'Smoking Gun' Behind Emphysema Identified
TUESDAY, Feb. 14 (HealthDay News) -- Matrix metalloproteinase-12 (MMP-12), one of the enzymes that degrades the structural protein elastin, may contribute to emphysema by generating pro-inflammatory elastin fragments that attract monocytes to the lung, according to a study in mice published online Feb. 9 in the Journal of Clinical Investigation.
A. McGarry Houghton, M.D., of Harvard Medical School in Boston, and colleagues studied wild-type and MMP-12-deficient mice that were exposed to cigarette smoke. Previous studies have shown that MMP-12-deficient mice are resistant to emphysema when exposed to cigarette smoke.
Bronchoalveolar lavage fluid showed that the wild-type mice, but not MMP-12-deficient mice, had elastin fragments in their lungs and chemotactic activity for monocytes in vitro. When the activity of elastin fragments was blocked with an anti-elastin antibody, it reduced monocyte recruitment.
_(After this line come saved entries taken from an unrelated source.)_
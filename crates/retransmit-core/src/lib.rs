//! retransmit-core: wire format, receiver sequencing, and configuration.
//! Nothing in this crate touches a socket; the engine crate does the I/O.

pub mod config;
pub mod sequence;
pub mod wire;

pub use sequence::{Admission, SequenceTracker};
pub use wire::{Frame, FrameError, FrameHeader, HEADER_LEN, MAGIC, MAX_PAYLOAD};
"Although the findings here are limited to a model of emphysema, the concept that degradation products of elastin can drive a macrophage-predominant, chronic inflammatory disease process is potentially applicable to all diseases that occur in elastin-rich organs, including coronary artery disease, peripheral vascular disease and aortic aneurysm," the authors state.